= Problem details =
Take the entries below and print, exactly, the stretch from the line containing "filename src/utils/logging.rs" through the line containing "tracing_appender::non_blocking(json_timing_appender);", both included.
----------
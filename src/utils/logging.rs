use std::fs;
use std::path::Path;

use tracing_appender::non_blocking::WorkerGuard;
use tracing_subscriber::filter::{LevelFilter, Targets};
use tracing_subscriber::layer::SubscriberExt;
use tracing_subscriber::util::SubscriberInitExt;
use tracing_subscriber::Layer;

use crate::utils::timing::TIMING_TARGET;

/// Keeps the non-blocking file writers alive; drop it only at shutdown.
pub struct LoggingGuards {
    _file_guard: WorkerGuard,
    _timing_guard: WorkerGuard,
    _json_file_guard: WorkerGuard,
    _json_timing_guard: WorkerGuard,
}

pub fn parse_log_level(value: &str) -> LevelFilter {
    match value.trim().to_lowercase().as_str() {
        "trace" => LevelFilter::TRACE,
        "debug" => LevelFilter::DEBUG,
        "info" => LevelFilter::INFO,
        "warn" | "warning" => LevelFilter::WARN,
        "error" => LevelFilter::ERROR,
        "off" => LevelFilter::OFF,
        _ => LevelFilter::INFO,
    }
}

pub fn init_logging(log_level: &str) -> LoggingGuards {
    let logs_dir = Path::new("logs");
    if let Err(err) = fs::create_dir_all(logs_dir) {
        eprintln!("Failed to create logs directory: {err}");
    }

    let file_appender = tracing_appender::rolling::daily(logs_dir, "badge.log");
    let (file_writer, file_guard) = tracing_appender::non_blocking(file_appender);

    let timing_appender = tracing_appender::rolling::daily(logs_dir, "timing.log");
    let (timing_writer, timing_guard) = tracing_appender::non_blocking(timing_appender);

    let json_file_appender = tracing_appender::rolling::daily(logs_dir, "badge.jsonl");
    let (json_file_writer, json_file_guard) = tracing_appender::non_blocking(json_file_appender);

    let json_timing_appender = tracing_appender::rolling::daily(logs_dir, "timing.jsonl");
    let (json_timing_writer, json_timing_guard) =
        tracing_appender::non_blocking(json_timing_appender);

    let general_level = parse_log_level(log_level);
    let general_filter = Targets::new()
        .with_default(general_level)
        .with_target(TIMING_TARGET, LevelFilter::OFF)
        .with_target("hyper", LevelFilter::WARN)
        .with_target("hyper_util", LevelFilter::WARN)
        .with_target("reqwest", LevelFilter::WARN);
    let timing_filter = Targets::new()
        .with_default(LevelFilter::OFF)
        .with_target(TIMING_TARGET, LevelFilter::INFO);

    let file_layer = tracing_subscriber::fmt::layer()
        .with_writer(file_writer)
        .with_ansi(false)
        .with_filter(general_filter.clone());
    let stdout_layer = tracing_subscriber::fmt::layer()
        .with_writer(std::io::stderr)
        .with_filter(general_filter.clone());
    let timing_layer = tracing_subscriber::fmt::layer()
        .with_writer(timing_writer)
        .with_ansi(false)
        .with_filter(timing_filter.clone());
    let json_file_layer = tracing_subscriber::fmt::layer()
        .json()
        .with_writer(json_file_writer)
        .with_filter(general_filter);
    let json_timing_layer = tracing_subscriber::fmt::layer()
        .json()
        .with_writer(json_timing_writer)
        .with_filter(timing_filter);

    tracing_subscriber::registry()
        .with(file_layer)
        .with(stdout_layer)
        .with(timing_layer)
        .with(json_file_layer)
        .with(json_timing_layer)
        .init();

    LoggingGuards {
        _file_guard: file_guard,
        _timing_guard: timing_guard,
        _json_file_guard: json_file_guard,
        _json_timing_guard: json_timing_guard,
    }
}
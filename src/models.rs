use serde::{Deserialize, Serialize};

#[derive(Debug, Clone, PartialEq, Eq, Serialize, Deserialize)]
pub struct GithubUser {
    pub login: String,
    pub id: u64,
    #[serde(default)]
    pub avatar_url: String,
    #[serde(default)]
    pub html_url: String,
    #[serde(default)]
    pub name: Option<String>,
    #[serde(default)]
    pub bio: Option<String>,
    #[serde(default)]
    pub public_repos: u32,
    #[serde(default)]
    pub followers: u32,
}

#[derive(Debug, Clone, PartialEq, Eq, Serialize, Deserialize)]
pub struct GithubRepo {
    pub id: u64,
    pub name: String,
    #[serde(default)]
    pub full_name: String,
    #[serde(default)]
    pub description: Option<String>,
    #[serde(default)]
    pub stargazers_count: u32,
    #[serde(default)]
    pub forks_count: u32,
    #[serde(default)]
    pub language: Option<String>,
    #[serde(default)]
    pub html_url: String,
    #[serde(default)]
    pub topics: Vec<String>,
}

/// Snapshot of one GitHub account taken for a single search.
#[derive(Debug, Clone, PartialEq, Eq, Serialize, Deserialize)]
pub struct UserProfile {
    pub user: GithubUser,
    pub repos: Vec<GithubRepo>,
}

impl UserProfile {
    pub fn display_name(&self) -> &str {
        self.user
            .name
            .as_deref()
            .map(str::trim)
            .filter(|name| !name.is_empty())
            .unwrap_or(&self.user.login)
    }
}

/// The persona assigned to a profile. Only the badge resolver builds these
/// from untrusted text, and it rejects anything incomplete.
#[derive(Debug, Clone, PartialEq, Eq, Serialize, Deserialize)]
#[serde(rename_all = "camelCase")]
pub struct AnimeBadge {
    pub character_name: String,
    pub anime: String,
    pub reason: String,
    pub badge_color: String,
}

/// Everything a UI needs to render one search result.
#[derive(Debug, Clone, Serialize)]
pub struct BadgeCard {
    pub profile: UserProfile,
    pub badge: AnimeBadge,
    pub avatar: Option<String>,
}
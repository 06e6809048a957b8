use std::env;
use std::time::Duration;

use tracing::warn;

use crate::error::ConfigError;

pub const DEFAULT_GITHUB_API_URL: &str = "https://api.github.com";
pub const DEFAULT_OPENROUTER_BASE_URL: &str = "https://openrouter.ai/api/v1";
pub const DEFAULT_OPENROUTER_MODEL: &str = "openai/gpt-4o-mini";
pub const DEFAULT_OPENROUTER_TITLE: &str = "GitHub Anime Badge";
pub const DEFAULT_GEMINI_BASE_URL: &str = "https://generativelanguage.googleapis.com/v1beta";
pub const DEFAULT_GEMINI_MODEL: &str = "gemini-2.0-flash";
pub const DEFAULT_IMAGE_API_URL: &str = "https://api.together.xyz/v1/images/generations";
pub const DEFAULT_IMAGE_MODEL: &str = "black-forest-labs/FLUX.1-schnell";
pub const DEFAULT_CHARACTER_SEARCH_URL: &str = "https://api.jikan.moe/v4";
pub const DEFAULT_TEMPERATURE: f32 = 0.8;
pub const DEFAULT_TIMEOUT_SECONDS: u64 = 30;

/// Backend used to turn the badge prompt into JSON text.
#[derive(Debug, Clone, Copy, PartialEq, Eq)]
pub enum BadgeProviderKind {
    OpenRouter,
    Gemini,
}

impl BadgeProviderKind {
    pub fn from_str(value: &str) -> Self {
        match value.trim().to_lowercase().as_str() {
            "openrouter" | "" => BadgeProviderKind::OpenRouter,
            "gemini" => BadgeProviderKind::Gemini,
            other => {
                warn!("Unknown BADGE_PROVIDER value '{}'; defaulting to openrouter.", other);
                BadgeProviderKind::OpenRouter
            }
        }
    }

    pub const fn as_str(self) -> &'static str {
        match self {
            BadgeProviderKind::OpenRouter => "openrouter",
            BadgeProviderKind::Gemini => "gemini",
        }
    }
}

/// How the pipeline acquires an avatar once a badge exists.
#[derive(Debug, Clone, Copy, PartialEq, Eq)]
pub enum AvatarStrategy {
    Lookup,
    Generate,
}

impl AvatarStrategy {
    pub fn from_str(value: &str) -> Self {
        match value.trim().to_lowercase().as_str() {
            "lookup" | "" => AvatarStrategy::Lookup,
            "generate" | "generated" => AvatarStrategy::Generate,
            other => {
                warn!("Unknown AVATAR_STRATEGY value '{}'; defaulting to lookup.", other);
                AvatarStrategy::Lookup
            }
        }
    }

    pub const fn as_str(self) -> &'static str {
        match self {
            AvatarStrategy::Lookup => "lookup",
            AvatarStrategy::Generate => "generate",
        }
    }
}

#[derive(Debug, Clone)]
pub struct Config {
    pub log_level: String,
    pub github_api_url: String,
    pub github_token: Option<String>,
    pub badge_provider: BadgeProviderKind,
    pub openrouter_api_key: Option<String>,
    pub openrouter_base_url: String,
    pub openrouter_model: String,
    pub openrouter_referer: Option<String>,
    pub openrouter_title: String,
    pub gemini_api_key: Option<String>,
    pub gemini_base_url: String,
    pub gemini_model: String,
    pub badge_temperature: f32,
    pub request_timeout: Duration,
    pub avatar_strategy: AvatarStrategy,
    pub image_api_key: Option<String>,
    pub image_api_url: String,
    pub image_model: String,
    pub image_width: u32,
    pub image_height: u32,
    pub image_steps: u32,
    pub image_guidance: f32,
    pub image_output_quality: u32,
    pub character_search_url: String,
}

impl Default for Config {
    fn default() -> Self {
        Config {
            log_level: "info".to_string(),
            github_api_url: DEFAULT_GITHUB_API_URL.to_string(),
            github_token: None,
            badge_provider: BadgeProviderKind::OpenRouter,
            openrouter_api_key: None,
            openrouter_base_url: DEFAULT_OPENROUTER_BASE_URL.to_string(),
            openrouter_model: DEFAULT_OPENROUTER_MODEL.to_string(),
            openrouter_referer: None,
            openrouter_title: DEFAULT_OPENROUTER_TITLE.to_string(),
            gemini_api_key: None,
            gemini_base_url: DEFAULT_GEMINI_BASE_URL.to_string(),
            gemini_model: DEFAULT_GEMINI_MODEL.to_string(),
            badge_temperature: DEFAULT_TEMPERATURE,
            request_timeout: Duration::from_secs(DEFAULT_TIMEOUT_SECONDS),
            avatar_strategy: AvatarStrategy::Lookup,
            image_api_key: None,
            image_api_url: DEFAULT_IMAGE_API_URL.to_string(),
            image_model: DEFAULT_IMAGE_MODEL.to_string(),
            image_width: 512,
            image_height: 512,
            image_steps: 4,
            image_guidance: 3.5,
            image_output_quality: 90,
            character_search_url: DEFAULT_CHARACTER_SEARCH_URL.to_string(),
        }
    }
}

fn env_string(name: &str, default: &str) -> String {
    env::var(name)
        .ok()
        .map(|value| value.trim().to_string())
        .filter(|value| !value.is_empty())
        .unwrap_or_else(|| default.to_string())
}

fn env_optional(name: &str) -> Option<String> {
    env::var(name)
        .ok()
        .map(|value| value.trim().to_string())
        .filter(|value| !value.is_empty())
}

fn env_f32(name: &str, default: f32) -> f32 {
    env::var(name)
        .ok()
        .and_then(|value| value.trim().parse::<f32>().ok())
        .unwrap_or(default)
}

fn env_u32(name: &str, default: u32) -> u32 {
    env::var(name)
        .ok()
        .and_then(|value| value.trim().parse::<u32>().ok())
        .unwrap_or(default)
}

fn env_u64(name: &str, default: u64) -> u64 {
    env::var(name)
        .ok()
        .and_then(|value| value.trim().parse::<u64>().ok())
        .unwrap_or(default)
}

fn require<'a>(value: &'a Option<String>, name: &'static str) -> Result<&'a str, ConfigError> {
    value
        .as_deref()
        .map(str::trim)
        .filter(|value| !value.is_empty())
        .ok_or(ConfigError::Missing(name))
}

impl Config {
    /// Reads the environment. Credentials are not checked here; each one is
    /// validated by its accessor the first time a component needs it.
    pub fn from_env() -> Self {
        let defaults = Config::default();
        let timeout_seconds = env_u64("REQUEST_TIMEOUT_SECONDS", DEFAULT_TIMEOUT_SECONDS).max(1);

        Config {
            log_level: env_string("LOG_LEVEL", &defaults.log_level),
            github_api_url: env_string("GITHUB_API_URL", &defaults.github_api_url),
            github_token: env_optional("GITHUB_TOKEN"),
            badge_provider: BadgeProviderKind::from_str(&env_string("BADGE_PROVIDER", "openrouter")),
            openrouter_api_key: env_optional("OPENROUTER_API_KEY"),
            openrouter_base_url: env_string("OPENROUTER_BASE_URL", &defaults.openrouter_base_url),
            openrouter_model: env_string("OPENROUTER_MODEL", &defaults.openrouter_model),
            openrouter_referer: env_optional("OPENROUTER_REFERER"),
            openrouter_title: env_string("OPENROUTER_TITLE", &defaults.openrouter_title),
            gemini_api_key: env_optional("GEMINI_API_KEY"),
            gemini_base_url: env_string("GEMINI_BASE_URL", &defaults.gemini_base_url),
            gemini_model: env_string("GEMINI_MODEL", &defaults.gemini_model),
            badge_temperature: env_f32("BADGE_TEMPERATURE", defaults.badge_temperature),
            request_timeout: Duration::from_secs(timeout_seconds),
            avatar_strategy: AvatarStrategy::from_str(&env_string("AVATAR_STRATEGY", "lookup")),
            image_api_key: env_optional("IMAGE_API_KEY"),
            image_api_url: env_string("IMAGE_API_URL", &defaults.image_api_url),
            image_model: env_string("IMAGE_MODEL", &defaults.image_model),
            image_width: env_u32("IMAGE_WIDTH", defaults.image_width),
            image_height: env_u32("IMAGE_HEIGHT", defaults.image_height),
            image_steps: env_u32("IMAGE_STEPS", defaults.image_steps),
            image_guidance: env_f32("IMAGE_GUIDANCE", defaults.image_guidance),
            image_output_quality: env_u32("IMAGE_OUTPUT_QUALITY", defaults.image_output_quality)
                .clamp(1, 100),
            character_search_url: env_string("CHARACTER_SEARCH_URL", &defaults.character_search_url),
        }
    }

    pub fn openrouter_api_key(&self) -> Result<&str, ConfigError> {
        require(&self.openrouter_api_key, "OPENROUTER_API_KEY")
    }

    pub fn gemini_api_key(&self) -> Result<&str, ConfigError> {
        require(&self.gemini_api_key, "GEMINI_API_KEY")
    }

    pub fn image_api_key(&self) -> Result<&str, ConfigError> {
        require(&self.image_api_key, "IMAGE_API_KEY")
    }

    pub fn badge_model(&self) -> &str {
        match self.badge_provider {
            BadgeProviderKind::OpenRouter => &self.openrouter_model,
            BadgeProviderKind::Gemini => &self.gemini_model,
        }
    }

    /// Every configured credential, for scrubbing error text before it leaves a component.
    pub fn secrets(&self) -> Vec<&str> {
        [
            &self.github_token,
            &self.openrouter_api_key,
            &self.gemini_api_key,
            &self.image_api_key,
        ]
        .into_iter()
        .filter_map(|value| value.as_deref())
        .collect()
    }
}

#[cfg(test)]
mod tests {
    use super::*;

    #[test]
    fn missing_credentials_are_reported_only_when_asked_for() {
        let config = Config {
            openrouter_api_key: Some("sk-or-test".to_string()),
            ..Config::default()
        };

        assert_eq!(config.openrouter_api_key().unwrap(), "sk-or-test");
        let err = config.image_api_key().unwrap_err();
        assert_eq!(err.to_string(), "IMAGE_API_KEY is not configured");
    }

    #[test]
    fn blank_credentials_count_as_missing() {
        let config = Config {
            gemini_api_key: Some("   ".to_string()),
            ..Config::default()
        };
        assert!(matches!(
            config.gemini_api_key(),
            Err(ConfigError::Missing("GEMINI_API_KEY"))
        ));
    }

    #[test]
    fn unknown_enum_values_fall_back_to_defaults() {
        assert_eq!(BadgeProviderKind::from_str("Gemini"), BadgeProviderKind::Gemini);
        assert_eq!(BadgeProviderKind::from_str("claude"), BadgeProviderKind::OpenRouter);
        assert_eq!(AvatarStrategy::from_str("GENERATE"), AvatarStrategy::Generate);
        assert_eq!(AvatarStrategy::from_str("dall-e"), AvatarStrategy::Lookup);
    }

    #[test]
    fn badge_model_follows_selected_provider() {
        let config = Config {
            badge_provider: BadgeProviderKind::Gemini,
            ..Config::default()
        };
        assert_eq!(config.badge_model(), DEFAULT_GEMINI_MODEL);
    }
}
----------
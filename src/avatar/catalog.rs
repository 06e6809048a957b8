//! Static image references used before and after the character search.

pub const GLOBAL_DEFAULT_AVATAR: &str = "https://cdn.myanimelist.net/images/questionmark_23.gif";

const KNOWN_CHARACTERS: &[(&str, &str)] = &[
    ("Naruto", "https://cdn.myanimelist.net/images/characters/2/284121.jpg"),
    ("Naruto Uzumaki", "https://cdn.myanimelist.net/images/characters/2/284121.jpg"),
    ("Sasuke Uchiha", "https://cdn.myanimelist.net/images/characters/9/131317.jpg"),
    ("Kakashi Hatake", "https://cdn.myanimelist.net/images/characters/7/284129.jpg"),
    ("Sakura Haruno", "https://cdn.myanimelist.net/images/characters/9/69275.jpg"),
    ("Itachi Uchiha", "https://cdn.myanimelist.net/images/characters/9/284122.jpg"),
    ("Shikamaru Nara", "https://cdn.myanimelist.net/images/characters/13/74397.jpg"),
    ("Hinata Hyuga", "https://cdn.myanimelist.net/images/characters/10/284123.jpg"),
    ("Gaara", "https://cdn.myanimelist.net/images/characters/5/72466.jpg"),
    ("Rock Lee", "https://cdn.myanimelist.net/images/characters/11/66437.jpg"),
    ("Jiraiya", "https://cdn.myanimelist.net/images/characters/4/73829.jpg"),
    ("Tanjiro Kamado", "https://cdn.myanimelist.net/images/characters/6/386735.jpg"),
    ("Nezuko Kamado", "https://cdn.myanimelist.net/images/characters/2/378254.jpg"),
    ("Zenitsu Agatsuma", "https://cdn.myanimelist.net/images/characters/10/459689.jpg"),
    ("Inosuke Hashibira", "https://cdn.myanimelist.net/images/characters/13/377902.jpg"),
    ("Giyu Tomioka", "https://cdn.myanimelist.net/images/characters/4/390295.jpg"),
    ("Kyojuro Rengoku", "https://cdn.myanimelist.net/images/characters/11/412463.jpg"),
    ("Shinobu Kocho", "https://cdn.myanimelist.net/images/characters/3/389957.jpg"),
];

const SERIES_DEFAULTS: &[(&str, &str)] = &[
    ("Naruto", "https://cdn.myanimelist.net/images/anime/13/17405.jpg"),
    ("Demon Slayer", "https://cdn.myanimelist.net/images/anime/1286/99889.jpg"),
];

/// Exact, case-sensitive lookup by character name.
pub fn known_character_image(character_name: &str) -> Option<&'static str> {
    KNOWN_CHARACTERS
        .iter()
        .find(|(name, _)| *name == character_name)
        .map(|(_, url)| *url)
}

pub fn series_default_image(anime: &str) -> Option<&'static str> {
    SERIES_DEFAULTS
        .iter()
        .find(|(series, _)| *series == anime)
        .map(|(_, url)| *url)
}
----------
= Response for this exercise =
filename src/utils/logging.rs
use std::fs;
use std::path::Path;

use tracing_appender::non_blocking::WorkerGuard;
use tracing_subscriber::filter::{LevelFilter, Targets};
use tracing_subscriber::layer::SubscriberExt;
use tracing_subscriber::util::SubscriberInitExt;
use tracing_subscriber::Layer;

use crate::utils::timing::TIMING_TARGET;

/// Keeps the non-blocking file writers alive; drop it only at shutdown.
pub struct LoggingGuards {
    _file_guard: WorkerGuard,
    _timing_guard: WorkerGuard,
    _json_file_guard: WorkerGuard,
    _json_timing_guard: WorkerGuard,
}

pub fn parse_log_level(value: &str) -> LevelFilter {
    match value.trim().to_lowercase().as_str() {
        "trace" => LevelFilter::TRACE,
        "debug" => LevelFilter::DEBUG,
        "info" => LevelFilter::INFO,
        "warn" | "warning" => LevelFilter::WARN,
        "error" => LevelFilter::ERROR,
        "off" => LevelFilter::OFF,
        _ => LevelFilter::INFO,
    }
}

pub fn init_logging(log_level: &str) -> LoggingGuards {
    let logs_dir = Path::new("logs");
    if let Err(err) = fs::create_dir_all(logs_dir) {
        eprintln!("Failed to create logs directory: {err}");
    }

    let file_appender = tracing_appender::rolling::daily(logs_dir, "badge.log");
    let (file_writer, file_guard) = tracing_appender::non_blocking(file_appender);

    let timing_appender = tracing_appender::rolling::daily(logs_dir, "timing.log");
    let (timing_writer, timing_guard) = tracing_appender::non_blocking(timing_appender);

    let json_file_appender = tracing_appender::rolling::daily(logs_dir, "badge.jsonl");
    let (json_file_writer, json_file_guard) = tracing_appender::non_blocking(json_file_appender);

    let json_timing_appender = tracing_appender::rolling::daily(logs_dir, "timing.jsonl");
    let (json_timing_writer, json_timing_guard) =
        tracing_appender::non_blocking(json_timing_appender);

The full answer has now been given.